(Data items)
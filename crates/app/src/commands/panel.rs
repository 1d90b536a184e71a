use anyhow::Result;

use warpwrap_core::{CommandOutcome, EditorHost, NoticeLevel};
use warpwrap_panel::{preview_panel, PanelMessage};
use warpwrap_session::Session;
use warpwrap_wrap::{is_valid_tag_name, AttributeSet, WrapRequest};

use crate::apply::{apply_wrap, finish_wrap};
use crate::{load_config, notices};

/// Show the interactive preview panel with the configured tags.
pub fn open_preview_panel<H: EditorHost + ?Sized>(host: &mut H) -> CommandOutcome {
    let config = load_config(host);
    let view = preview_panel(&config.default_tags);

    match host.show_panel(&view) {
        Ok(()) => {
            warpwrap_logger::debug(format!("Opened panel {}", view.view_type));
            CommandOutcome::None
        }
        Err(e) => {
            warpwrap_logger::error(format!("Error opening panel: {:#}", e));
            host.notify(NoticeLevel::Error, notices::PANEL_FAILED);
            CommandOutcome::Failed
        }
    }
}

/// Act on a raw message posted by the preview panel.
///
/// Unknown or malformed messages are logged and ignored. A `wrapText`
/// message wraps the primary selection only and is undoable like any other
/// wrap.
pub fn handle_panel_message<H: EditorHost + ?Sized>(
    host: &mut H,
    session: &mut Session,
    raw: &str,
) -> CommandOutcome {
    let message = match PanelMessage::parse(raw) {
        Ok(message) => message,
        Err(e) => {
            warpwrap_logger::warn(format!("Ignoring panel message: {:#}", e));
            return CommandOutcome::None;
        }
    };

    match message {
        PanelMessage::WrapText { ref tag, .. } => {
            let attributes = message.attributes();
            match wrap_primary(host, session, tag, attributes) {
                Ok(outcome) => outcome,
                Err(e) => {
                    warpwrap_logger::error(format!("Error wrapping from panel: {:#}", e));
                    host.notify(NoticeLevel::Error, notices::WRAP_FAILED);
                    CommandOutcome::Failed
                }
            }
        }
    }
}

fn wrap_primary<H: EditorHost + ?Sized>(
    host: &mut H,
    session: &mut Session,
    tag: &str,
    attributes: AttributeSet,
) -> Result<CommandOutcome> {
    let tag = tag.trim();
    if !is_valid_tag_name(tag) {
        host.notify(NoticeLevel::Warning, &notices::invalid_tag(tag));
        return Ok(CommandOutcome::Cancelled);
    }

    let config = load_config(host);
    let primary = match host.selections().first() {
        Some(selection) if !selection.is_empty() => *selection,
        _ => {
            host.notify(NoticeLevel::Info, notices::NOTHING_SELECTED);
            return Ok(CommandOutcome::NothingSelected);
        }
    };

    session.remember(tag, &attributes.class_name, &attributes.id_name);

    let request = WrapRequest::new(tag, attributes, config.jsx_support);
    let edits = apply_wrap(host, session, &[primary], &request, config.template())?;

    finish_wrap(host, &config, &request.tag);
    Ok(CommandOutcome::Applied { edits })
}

**What the task asks**:
The records shown above must be returned in full, exactly as written.

**Response to this exercise**:
filename crates/app/src/commands/panel.rs
repository 1d90b536a184e71a
use anyhow::Result;

use warpwrap_core::{CommandOutcome, EditorHost, NoticeLevel};
use warpwrap_panel::{preview_panel, PanelMessage};
use warpwrap_session::Session;
use warpwrap_wrap::{is_valid_tag_name, AttributeSet, WrapRequest};

use crate::apply::{apply_wrap, finish_wrap};
use crate::{load_config, notices};

/// Show the interactive preview panel with the configured tags.
pub fn open_preview_panel<H: EditorHost + ?Sized>(host: &mut H) -> CommandOutcome {
    let config = load_config(host);
    let view = preview_panel(&config.default_tags);

    match host.show_panel(&view) {
        Ok(()) => {
            warpwrap_logger::debug(format!("Opened panel {}", view.view_type));
            CommandOutcome::None
        }
        Err(e) => {
            warpwrap_logger::error(format!("Error opening panel: {:#}", e));
            host.notify(NoticeLevel::Error, notices::PANEL_FAILED);
            CommandOutcome::Failed
        }
    }
}

/// Act on a raw message posted by the preview panel.
///
/// Unknown or malformed messages are logged and ignored. A `wrapText`
/// message wraps the primary selection only and is undoable like any other
/// wrap.
pub fn handle_panel_message<H: EditorHost + ?Sized>(
    host: &mut H,
    session: &mut Session,
    raw: &str,
) -> CommandOutcome {
    let message = match PanelMessage::parse(raw) {
        Ok(message) => message,
        Err(e) => {
            warpwrap_logger::warn(format!("Ignoring panel message: {:#}", e));
            return CommandOutcome::None;
        }
    };

    match message {
        PanelMessage::WrapText { ref tag, .. } => {
            let attributes = message.attributes();
            match wrap_primary(host, session, tag, attributes) {
                Ok(outcome) => outcome,
                Err(e) => {
                    warpwrap_logger::error(format!("Error wrapping from panel: {:#}", e));
                    host.notify(NoticeLevel::Error, notices::WRAP_FAILED);
                    CommandOutcome::Failed
                }
            }
        }
    }
}

fn wrap_primary<H: EditorHost + ?Sized>(
    host: &mut H,
    session: &mut Session,
    tag: &str,
    attributes: AttributeSet,
) -> Result<CommandOutcome> {
    let tag = tag.trim();
    if !is_valid_tag_name(tag) {
        host.notify(NoticeLevel::Warning, &notices::invalid_tag(tag));
        return Ok(CommandOutcome::Cancelled);
    }

    let config = load_config(host);
    let primary = match host.selections().first() {
        Some(selection) if !selection.is_empty() => *selection,
        _ => {
            host.notify(NoticeLevel::Info, notices::NOTHING_SELECTED);
            return Ok(CommandOutcome::NothingSelected);
        }
    };

    session.remember(tag, &attributes.class_name, &attributes.id_name);

    let request = WrapRequest::new(tag, attributes, config.jsx_support);
    let edits = apply_wrap(host, session, &[primary], &request, config.template())?;

    finish_wrap(host, &config, &request.tag);
    Ok(CommandOutcome::Applied { edits })
}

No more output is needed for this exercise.